If I'm so willing to confidently spout off, the critique goes, why don't I publish the how-to? Why don't I write the checklist? Why don't I give people the secure MCP deployment pattern they keep asking for?
The uncomfortable answer is: because doing that would make me wrong.
Not rhetorically wrong. Substantively wrong.
My recent article claiming MCP servers are not infrastructure, they are contracts delegating authority, triggered some of that pushback when I shared it on my socials.
The how-to everyone expects
If I wanted to, I could have written the prescriptive version. It would look something like:
- Define authority explicitly
- Specify constraints formally
- Implement audit trails
- Establish rollback procedures
- Challenge the necessity of each capability
It would read cleanly. It would circulate. It would become Enterprise MCP Deployment Checklist v2.0.
And it would be wrong.
Because what people would execute are the steps, not the thinking.

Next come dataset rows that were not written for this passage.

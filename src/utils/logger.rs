use tracing_subscriber::{layer::SubscriberExt, util::SubscriberInitExt, EnvFilter};

pub fn init_cli_logger(verbose: bool) {
    let filter = if verbose {
        EnvFilter::try_from_default_env()
            .unwrap_or_else(|_| EnvFilter::new("registrar_console=debug,info"))
    } else {
        EnvFilter::try_from_default_env()
            .unwrap_or_else(|_| EnvFilter::new("registrar_console=info"))
    };

    tracing_subscriber::registry()
        .with(filter)
        .with(
            tracing_subscriber::fmt::layer()
                .with_target(false)
                .with_thread_ids(false)
                .with_file(false)
                .with_line_number(false)
                .compact(),
        )
        .init();
}
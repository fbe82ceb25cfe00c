use crate::utils::validation::{self, Validate};
use clap::Parser;
use serde::{Deserialize, Serialize};

#[derive(Debug, Clone, Serialize, Deserialize, Parser)]
#[command(name = "registrar-console")]
#[command(about = "Console client for the registrar backend API")]
pub struct ClientConfig {
    #[arg(long, default_value = "http://localhost:8080")]
    pub base_url: String,

    #[arg(long, default_value = "10", help = "Budget for the initial load before warning the user")]
    pub load_timeout_seconds: u64,

    #[arg(long, help = "Registrar id to select after loading")]
    pub registrar_id: Option<String>,

    #[arg(long, help = "Enable verbose output")]
    pub verbose: bool,
}

impl Validate for ClientConfig {
    fn validate(&self) -> crate::utils::error::Result<()> {
        validation::validate_url("base_url", &self.base_url)?;
        validation::validate_positive_number("load_timeout_seconds", self.load_timeout_seconds, 1)?;
        if let Some(registrar_id) = &self.registrar_id {
            validation::validate_non_empty_string("registrar_id", registrar_id)?;
        }
        Ok(())
    }
}
pub mod directory;
pub mod gateway;
pub mod loader;

pub use crate::domain::model::{Address, Contact, Registrar, SecuritySettings, UserData};
pub use crate::domain::ports::{NotificationPresenter, RegistrarFetcher};
pub use crate::utils::error::Result;
use thiserror::Error;

#[derive(Error, Debug)]
pub enum ConsoleError {
    #[error("API request failed: {0}")]
    Api(#[from] reqwest::Error),

    #[error("Backend returned code {status}, body was: {body}")]
    Status { status: u16, body: String },

    #[error("Serialization error: {0}")]
    SerializationError(#[from] serde_json::Error),

    #[error("Configuration error: missing required field {field}")]
    MissingConfigError { field: String },

    #[error("Invalid value for {field}: '{value}' ({reason})")]
    InvalidConfigValueError {
        field: String,
        value: String,
        reason: String,
    },
}

impl ConsoleError {
    /// True when no response was received at all, as opposed to the backend
    /// answering with an error status.
    pub fn is_transport(&self) -> bool {
        matches!(self, Self::Api(_))
    }
}

pub type Result<T> = std::result::Result<T, ConsoleError>;
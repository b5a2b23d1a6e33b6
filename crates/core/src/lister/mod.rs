//! Release listing abstraction.
//!
//! This module provides a `ReleaseLister` trait for discovering movie
//! releases on the source site (listing pages, search, detail scraping),
//! with a CineCalidad scraping implementation.

mod cinecalidad;
mod types;

pub use cinecalidad::CineCalidadLister;
pub use types::*;
//! Mock torrent inspector for testing.

use async_trait::async_trait;
use std::collections::HashMap;
use std::sync::Arc;
use tokio::sync::RwLock;

use crate::torrent::{magnet_info_hash, InspectError, TorrentInfo, TorrentInspector};

/// Mock implementation of the `TorrentInspector` trait.
///
/// Magnet validity is enforced exactly like the real inspector; valid
/// magnets resolve to the configured `TorrentInfo` for their hash, and
/// unconfigured hashes yield a minimal record.
#[derive(Debug, Default)]
pub struct MockInspector {
    /// Torrent records keyed by lowercase hex info hash.
    torrents: Arc<RwLock<HashMap<String, TorrentInfo>>>,
    inspected: Arc<RwLock<Vec<String>>>,
    next_error: Arc<RwLock<Option<InspectError>>>,
}

impl MockInspector {
    pub fn new() -> Self {
        Self::default()
    }

    /// Register the record returned for a hash.
    pub async fn add_torrent(&self, info: TorrentInfo) {
        self.torrents
            .write()
            .await
            .insert(info.info_hash.to_lowercase(), info);
    }

    /// Configure the next call to fail with the given error.
    pub async fn set_next_error(&self, error: InspectError) {
        *self.next_error.write().await = Some(error);
    }

    /// Magnet URIs inspected so far.
    pub async fn recorded_inspections(&self) -> Vec<String> {
        self.inspected.read().await.clone()
    }

    /// Number of inspections performed.
    pub async fn call_count(&self) -> usize {
        self.inspected.read().await.len()
    }
}

#[async_trait]
impl TorrentInspector for MockInspector {
    async fn inspect(&self, magnet_uri: &str) -> Result<Option<TorrentInfo>, InspectError> {
        self.inspected.write().await.push(magnet_uri.to_string());

        if let Some(err) = self.next_error.write().await.take() {
            return Err(err);
        }

        let Some(hash) = magnet_info_hash(magnet_uri) else {
            return Ok(None);
        };

        if let Some(info) = self.torrents.read().await.get(&hash) {
            return Ok(Some(info.clone()));
        }

        Ok(Some(TorrentInfo {
            display_name: hash.clone(),
            total_size: 0,
            file_count: 0,
            files: Vec::new(),
            main_video_file: None,
            info_hash: hash,
            trackers: Vec::new(),
            quality: "1080p".to_string(),
            source: None,
            codec: None,
            language: "Latino".to_string(),
            group: None,
        }))
    }
}
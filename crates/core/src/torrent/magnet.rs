//! Magnet-URI torrent inspector.
//!
//! Uses librqbit-core to parse the magnet (hash, display name, trackers)
//! and derives release tags (quality, source, codec, language, group)
//! from the display name. A bare magnet carries no file listing, so
//! `files` is empty here; a metadata-fetching inspector can slot in
//! behind the same trait later.

use async_trait::async_trait;
use librqbit_core::magnet::Magnet;
use tracing::debug;

use super::{is_valid_magnet, InspectError, TorrentInfo, TorrentInspector};

/// Inspector that works from the magnet URI alone.
#[derive(Debug, Default)]
pub struct MagnetInspector;

impl MagnetInspector {
    pub fn new() -> Self {
        Self
    }
}

#[async_trait]
impl TorrentInspector for MagnetInspector {
    async fn inspect(&self, magnet_uri: &str) -> Result<Option<TorrentInfo>, InspectError> {
        if !is_valid_magnet(magnet_uri) {
            debug!("Rejecting magnet without a 32/40-char hex hash");
            return Ok(None);
        }

        let magnet =
            Magnet::parse(magnet_uri).map_err(|e| InspectError::ParseError(e.to_string()))?;

        let Some(id20) = magnet.as_id20() else {
            // Hex-validated above, so a missing id20 means a v2-only
            // magnet slipped through; treat like an invalid link.
            return Ok(None);
        };
        let info_hash = id20.as_string();

        let display_name = query_param(magnet_uri, "dn")
            .filter(|n| !n.trim().is_empty())
            .unwrap_or_else(|| info_hash.clone());

        let trackers: Vec<String> = magnet_uri
            .split(['?', '&'])
            .filter_map(|pair| pair.strip_prefix("tr="))
            .filter_map(|v| urlencoding::decode(v).ok())
            .map(|v| v.into_owned())
            .collect();

        let tags = NameTags::parse(&display_name);

        Ok(Some(TorrentInfo {
            display_name,
            total_size: 0,
            file_count: 0,
            files: Vec::new(),
            main_video_file: None,
            info_hash,
            trackers,
            quality: tags.quality,
            source: tags.source,
            codec: tags.codec,
            language: tags.language,
            group: tags.group,
        }))
    }
}

/// First occurrence of a query parameter in a magnet URI,
/// percent-decoded, with `+` read as a space.
fn query_param(uri: &str, key: &str) -> Option<String> {
    let prefix = format!("{}=", key);
    uri.split(['?', '&'])
        .filter_map(|pair| pair.strip_prefix(prefix.as_str()))
        .next()
        .and_then(|v| urlencoding::decode(v).ok())
        .map(|v| v.replace('+', " "))
}

/// Release tags recovered from a torrent display name.
#[derive(Debug, Clone, PartialEq)]
pub struct NameTags {
    pub quality: String,
    pub source: Option<String>,
    pub codec: Option<String>,
    pub language: String,
    pub group: Option<String>,
}

impl NameTags {
    /// Probe a release name for the usual scene tags. Unknown quality
    /// defaults to the site's single published tier (1080p); language
    /// defaults to Latino for the same reason.
    pub fn parse(name: &str) -> Self {
        let upper = name.to_uppercase();

        let quality = if upper.contains("2160P") || upper.contains("4K") {
            "4K"
        } else if upper.contains("1080P") {
            "1080p"
        } else if upper.contains("720P") {
            "720p"
        } else if upper.contains("480P") {
            "480p"
        } else {
            "1080p"
        }
        .to_string();

        let source = [
            ("BDRIP", "BDRip"),
            ("BLURAY", "BluRay"),
            ("BRRIP", "BRRip"),
            ("WEB-DL", "WEB-DL"),
            ("WEBDL", "WEB-DL"),
            ("WEBRIP", "WEBRip"),
            ("HDTV", "HDTV"),
            ("DVDRIP", "DVDRip"),
            ("CAM", "CAM"),
        ]
        .iter()
        .find(|(probe, _)| upper.contains(probe))
        .map(|(_, tag)| tag.to_string());

        let codec = [
            ("X265", "x265"),
            ("H265", "x265"),
            ("HEVC", "x265"),
            ("X264", "x264"),
            ("H264", "x264"),
            ("AV1", "AV1"),
        ]
        .iter()
        .find(|(probe, _)| upper.contains(probe))
        .map(|(_, tag)| tag.to_string());

        let language = if upper.contains("DUAL") {
            "Dual"
        } else if upper.contains("CASTELLANO") {
            "Castellano"
        } else if upper.contains("SUBTITULADO") || upper.contains("SUB") {
            "Subtitulado"
        } else {
            "Latino"
        }
        .to_string();

        // Scene group: trailing "-GROUP" token.
        let group = name
            .rsplit_once('-')
            .map(|(_, g)| g.trim())
            .filter(|g| {
                !g.is_empty()
                    && g.len() <= 20
                    && g.chars().all(|c| c.is_ascii_alphanumeric())
                    && !g.chars().all(|c| c.is_ascii_digit())
            })
            .map(|g| g.to_string());

        Self {
            quality,
            source,
            codec,
            language,
            group,
        }
    }
}
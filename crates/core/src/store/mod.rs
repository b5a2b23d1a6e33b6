//! Persisted storage abstraction.
//!
//! This module provides the `MovieStore` trait (movies, torrent
//! metadata, TTL'd key-value cache) with a SQLite implementation.

mod sqlite;
mod types;

pub use sqlite::SqliteStore;
pub use types::*;
//! Mock release lister for testing.

use async_trait::async_trait;
use std::collections::HashMap;
use std::sync::Arc;
use std::time::Duration;
use tokio::sync::RwLock;

use crate::lister::{ListQuery, ListerError, MovieDetails, Release, ReleaseLister};

/// A recorded lister call for test assertions.
#[derive(Debug, Clone, PartialEq)]
pub enum RecordedListerCall {
    Query { search: Option<String>, skip: u32 },
    Details { link: String },
}

/// Mock implementation of the `ReleaseLister` trait.
///
/// Provides controllable behavior for testing:
/// - Return configurable releases and detail pages
/// - Track calls for assertions (notably zero-call assertions)
/// - Simulate failures and slow responses
#[derive(Debug, Default)]
pub struct MockLister {
    releases: Arc<RwLock<Vec<Release>>>,
    /// Detail pages keyed by details link.
    details: Arc<RwLock<HashMap<String, MovieDetails>>>,
    calls: Arc<RwLock<Vec<RecordedListerCall>>>,
    next_error: Arc<RwLock<Option<ListerError>>>,
    /// Artificial latency applied to `query`, for concurrency tests.
    query_delay: Arc<RwLock<Option<Duration>>>,
}

impl MockLister {
    pub fn new() -> Self {
        Self::default()
    }

    /// Replace the release list returned by every query.
    pub async fn set_releases(&self, releases: Vec<Release>) {
        *self.releases.write().await = releases;
    }

    /// Register the detail page for a details link.
    pub async fn add_details(&self, link: &str, details: MovieDetails) {
        self.details.write().await.insert(link.to_string(), details);
    }

    /// Configure the next call to fail with the given error.
    pub async fn set_next_error(&self, error: ListerError) {
        *self.next_error.write().await = Some(error);
    }

    /// Delay every query by the given duration.
    pub async fn set_query_delay(&self, delay: Duration) {
        *self.query_delay.write().await = Some(delay);
    }

    /// All recorded calls, in order.
    pub async fn recorded_calls(&self) -> Vec<RecordedListerCall> {
        self.calls.read().await.clone()
    }

    /// Total calls of any kind.
    pub async fn call_count(&self) -> usize {
        self.calls.read().await.len()
    }

    /// Number of `query` calls.
    pub async fn query_count(&self) -> usize {
        self.calls
            .read()
            .await
            .iter()
            .filter(|c| matches!(c, RecordedListerCall::Query { .. }))
            .count()
    }

    async fn take_error(&self) -> Option<ListerError> {
        self.next_error.write().await.take()
    }
}

#[async_trait]
impl ReleaseLister for MockLister {
    fn name(&self) -> &str {
        "mock"
    }

    async fn query(&self, query: &ListQuery) -> Result<Vec<Release>, ListerError> {
        self.calls.write().await.push(RecordedListerCall::Query {
            search: query.search.clone(),
            skip: query.skip,
        });

        if let Some(err) = self.take_error().await {
            return Err(err);
        }

        let delay = *self.query_delay.read().await;
        if let Some(delay) = delay {
            tokio::time::sleep(delay).await;
        }

        let mut releases = self.releases.read().await.clone();
        let skip = query.skip as usize;
        if skip > 0 {
            releases = releases.into_iter().skip(skip).collect();
        }
        if let Some(limit) = query.limit {
            releases.truncate(limit as usize);
        }
        Ok(releases)
    }

    async fn details(&self, details_link: &str) -> Result<MovieDetails, ListerError> {
        self.calls.write().await.push(RecordedListerCall::Details {
            link: details_link.to_string(),
        });

        if let Some(err) = self.take_error().await {
            return Err(err);
        }

        self.details
            .read()
            .await
            .get(details_link)
            .cloned()
            .ok_or_else(|| ListerError::SiteError(format!("no detail page for {}", details_link)))
    }
}
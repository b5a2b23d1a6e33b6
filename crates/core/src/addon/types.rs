use serde::{Deserialize, Serialize};

/// The normalized, protocol-facing movie record.
///
/// Invariant: every optional field is either absent or already validated
/// by the normalizer (well-formed URL, plausible year, trimmed non-empty
/// strings). Consumers never see null or empty placeholders.
#[derive(Debug, Clone, PartialEq, Serialize, Deserialize)]
#[serde(rename_all = "camelCase")]
pub struct MovieMeta {
    /// Request identifier this meta was resolved for (`tt...` or `cc_...`).
    pub id: String,
    /// Always "movie".
    #[serde(rename = "type")]
    pub media_type: String,
    pub name: String,
    #[serde(default, skip_serializing_if = "Option::is_none")]
    pub poster: Option<String>,
    #[serde(default, skip_serializing_if = "Option::is_none")]
    pub background: Option<String>,
    #[serde(default, skip_serializing_if = "Option::is_none")]
    pub year: Option<i32>,
    #[serde(default, skip_serializing_if = "Option::is_none")]
    pub description: Option<String>,
    #[serde(default, skip_serializing_if = "Vec::is_empty")]
    pub genres: Vec<String>,
    #[serde(default, skip_serializing_if = "Vec::is_empty")]
    pub cast: Vec<String>,
    #[serde(default, skip_serializing_if = "Vec::is_empty")]
    pub director: Vec<String>,
    #[serde(default, skip_serializing_if = "Vec::is_empty")]
    pub writer: Vec<String>,
    #[serde(default, skip_serializing_if = "Option::is_none")]
    pub imdb_rating: Option<f64>,
    #[serde(default, skip_serializing_if = "Option::is_none")]
    pub imdb_id: Option<String>,
    #[serde(default, skip_serializing_if = "Option::is_none")]
    pub release_info: Option<String>,
}

impl MovieMeta {
    /// Skeleton meta with only the required fields set.
    pub fn new(id: impl Into<String>, name: impl Into<String>) -> Self {
        Self {
            id: id.into(),
            media_type: "movie".to_string(),
            name: name.into(),
            poster: None,
            background: None,
            year: None,
            description: None,
            genres: Vec::new(),
            cast: Vec::new(),
            director: Vec::new(),
            writer: Vec::new(),
            imdb_rating: None,
            imdb_id: None,
            release_info: None,
        }
    }
}

/// A playable stream descriptor.
#[derive(Debug, Clone, PartialEq, Serialize, Deserialize)]
#[serde(rename_all = "camelCase")]
pub struct Stream {
    /// Multi-line display name (quality / source / codec tags).
    #[serde(default, skip_serializing_if = "Option::is_none")]
    pub name: Option<String>,
    /// Compact single-line title.
    #[serde(default, skip_serializing_if = "Option::is_none")]
    pub title: Option<String>,
    /// Torrent info hash; shared across all files of one torrent so a
    /// player can switch files without re-resolving.
    #[serde(default, skip_serializing_if = "Option::is_none")]
    pub info_hash: Option<String>,
    /// File position within the torrent.
    #[serde(default, skip_serializing_if = "Option::is_none")]
    pub file_idx: Option<u32>,
    /// Direct-download URL (non-torrent streams).
    #[serde(default, skip_serializing_if = "Option::is_none")]
    pub url: Option<String>,
    #[serde(default, skip_serializing_if = "Option::is_none")]
    pub behavior_hints: Option<StreamBehaviorHints>,
}

/// Playback hints attached to a stream.
#[derive(Debug, Clone, PartialEq, Serialize, Deserialize)]
#[serde(rename_all = "camelCase")]
pub struct StreamBehaviorHints {
    /// Groups stream variants of one logical movie so quality switches
    /// play continuously.
    #[serde(default, skip_serializing_if = "Option::is_none")]
    pub binge_group: Option<String>,
    #[serde(default, skip_serializing_if = "Vec::is_empty")]
    pub country_whitelist: Vec<String>,
}

/// Extra properties of a catalog request, parsed from the request path.
#[derive(Debug, Clone, Default, PartialEq, Serialize, Deserialize)]
pub struct CatalogExtra {
    #[serde(default, skip_serializing_if = "Option::is_none")]
    pub search: Option<String>,
    #[serde(default, skip_serializing_if = "Option::is_none")]
    pub skip: Option<u32>,
    #[serde(default, skip_serializing_if = "Option::is_none")]
    pub limit: Option<u32>,
}

impl CatalogExtra {
    /// Parse the URL-encoded `key=value&key=value` extra path segment.
    /// Unknown keys are ignored; malformed values are dropped.
    pub fn parse(segment: &str) -> Self {
        let mut extra = Self::default();
        for pair in segment.split('&') {
            let Some((key, value)) = pair.split_once('=') else {
                continue;
            };
            let value = urlencoding::decode(value)
                .map(|v| v.into_owned())
                .unwrap_or_else(|_| value.to_string());
            match key {
                "search" => extra.search = Some(value),
                "skip" => extra.skip = value.parse().ok(),
                "limit" => extra.limit = value.parse().ok(),
                _ => {}
            }
        }
        extra
    }
}

/// `{"metas": [...]}`
#[derive(Debug, Clone, Serialize, Deserialize)]
pub struct CatalogResponse {
    pub metas: Vec<MovieMeta>,
}

/// `{"meta": {...} | null}`
#[derive(Debug, Clone, Serialize, Deserialize)]
pub struct MetaResponse {
    pub meta: Option<MovieMeta>,
}

/// `{"streams": [...]}`
#[derive(Debug, Clone, Serialize, Deserialize)]
pub struct StreamsResponse {
    pub streams: Vec<Stream>,
}

#[cfg(test)]
mod tests {
    use super::*;

    #[test]
    fn test_meta_skips_absent_fields() {
        let meta = MovieMeta::new("tt0133093", "The Matrix");
        let json = serde_json::to_string(&meta).unwrap();
        assert!(json.contains("\"type\":\"movie\""));
        assert!(!json.contains("poster"));
        assert!(!json.contains("genres"));
        assert!(!json.contains("imdbRating"));
    }

    #[test]
    fn test_meta_serializes_camel_case() {
        let mut meta = MovieMeta::new("tt0133093", "The Matrix");
        meta.imdb_rating = Some(8.7);
        meta.release_info = Some("1080p".to_string());
        let json = serde_json::to_string(&meta).unwrap();
        assert!(json.contains("\"imdbRating\":8.7"));
        assert!(json.contains("\"releaseInfo\":\"1080p\""));
    }

    #[test]
    fn test_stream_behavior_hints_camel_case() {
        let stream = Stream {
            name: Some("Cartelera\n1080p".to_string()),
            title: None,
            info_hash: Some("a".repeat(40)),
            file_idx: Some(0),
            url: None,
            behavior_hints: Some(StreamBehaviorHints {
                binge_group: Some("cartelera-tt0133093".to_string()),
                country_whitelist: vec!["mx".to_string()],
            }),
        };
        let json = serde_json::to_string(&stream).unwrap();
        assert!(json.contains("\"infoHash\""));
        assert!(json.contains("\"fileIdx\":0"));
        assert!(json.contains("\"bingeGroup\""));
        assert!(json.contains("\"countryWhitelist\""));
        assert!(!json.contains("\"url\""));
    }

    #[test]
    fn test_catalog_extra_parse() {
        let extra = CatalogExtra::parse("search=the%20matrix&skip=30");
        assert_eq!(extra.search.as_deref(), Some("the matrix"));
        assert_eq!(extra.skip, Some(30));
        assert_eq!(extra.limit, None);
    }

    #[test]
    fn test_catalog_extra_parse_ignores_junk() {
        let extra = CatalogExtra::parse("genre=Action&skip=notanumber");
        assert_eq!(extra.search, None);
        assert_eq!(extra.skip, None);
    }

    #[test]
    fn test_meta_response_null() {
        let response = MetaResponse { meta: None };
        assert_eq!(serde_json::to_string(&response).unwrap(), "{\"meta\":null}");
    }
}
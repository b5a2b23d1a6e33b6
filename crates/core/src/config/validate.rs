use super::{types::Config, ConfigError};

/// Validate configuration
/// Currently validates:
/// - Server port is not 0
/// - Site and Cinemeta base URLs are http(s)
/// - Cache TTLs and sweep interval are positive
pub fn validate_config(config: &Config) -> Result<(), ConfigError> {
    if config.server.port == 0 {
        return Err(ConfigError::ValidationError(
            "server.port cannot be 0".to_string(),
        ));
    }

    for (name, url) in [
        ("site.base_url", &config.site.base_url),
        ("cinemeta.base_url", &config.cinemeta.base_url),
    ] {
        if !url.starts_with("http://") && !url.starts_with("https://") {
            return Err(ConfigError::ValidationError(format!(
                "{} must start with http:// or https://",
                name
            )));
        }
    }

    if config.cache.sweep_interval_secs == 0 {
        return Err(ConfigError::ValidationError(
            "cache.sweep_interval_secs cannot be 0".to_string(),
        ));
    }

    for (name, ttl) in [
        ("cache.meta_ttl_minutes", config.cache.meta_ttl_minutes),
        ("cache.stream_ttl_minutes", config.cache.stream_ttl_minutes),
        ("cache.catalog_ttl_minutes", config.cache.catalog_ttl_minutes),
        (
            "cache.metadata_ttl_minutes",
            config.cache.metadata_ttl_minutes,
        ),
    ] {
        if ttl <= 0 {
            return Err(ConfigError::ValidationError(format!(
                "{} must be positive",
                name
            )));
        }
    }

    Ok(())
}

#[cfg(test)]
mod tests {
    use super::*;
    use crate::config::{Config, ServerConfig};
    use std::net::IpAddr;

    #[test]
    fn test_validate_default_config() {
        assert!(validate_config(&Config::default()).is_ok());
    }

    #[test]
    fn test_validate_port_zero_fails() {
        let config = Config {
            server: ServerConfig {
                host: "0.0.0.0".parse::<IpAddr>().unwrap(),
                port: 0,
            },
            ..Config::default()
        };
        let result = validate_config(&config);
        assert!(matches!(result, Err(ConfigError::ValidationError(_))));
    }

    #[test]
    fn test_validate_bad_site_url_fails() {
        let mut config = Config::default();
        config.site.base_url = "ftp://example".to_string();
        assert!(matches!(
            validate_config(&config),
            Err(ConfigError::ValidationError(_))
        ));
    }

    #[test]
    fn test_validate_zero_ttl_fails() {
        let mut config = Config::default();
        config.cache.meta_ttl_minutes = 0;
        assert!(matches!(
            validate_config(&config),
            Err(ConfigError::ValidationError(_))
        ));
    }
}
//! Stremio addon protocol surface.
//!
//! Wire types for the three resources this addon serves (catalog, meta,
//! stream) plus the manifest describing them. Everything here serializes
//! camelCase, and optional fields are omitted rather than sent as null:
//! Stremio clients treat a present-but-null field as a value.

mod manifest;
mod types;

pub use manifest::*;
pub use types::*;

Why prescription fails here
Infrastructure culture is optimized for prescription. Runbooks, SOPs, SOC 2, ISO 27001, PCI-DSS, HIPAA, FERPA, NIST 800-53 controls, FedRAMP baselines, DoD contracting checklists, and the endless parade of compliance attestations that turn judgment into artifacts.
It wants patterns:
- "Use this auth scheme"
- "Deploy it this way"
- "Implement these controls"
- "Follow this reference architecture"
That instinct makes sense when the problem is mechanical.
Agents using MCP is not a mechanical problem.
If I say "stop treating MCP as infrastructure," and then hand you infrastructure patterns I've contradicted myself in the same breath. I've given you something you can operationalize instead of understanding what you are actually delegating.
That's the exact displacement I'm arguing against.
The questions are the method
The core of the MCP piece was never the conclusions. It was the questions:
- What authority are we granting?
- To whom?
- Under what constraints?
- With what rollback, logging, and accountability?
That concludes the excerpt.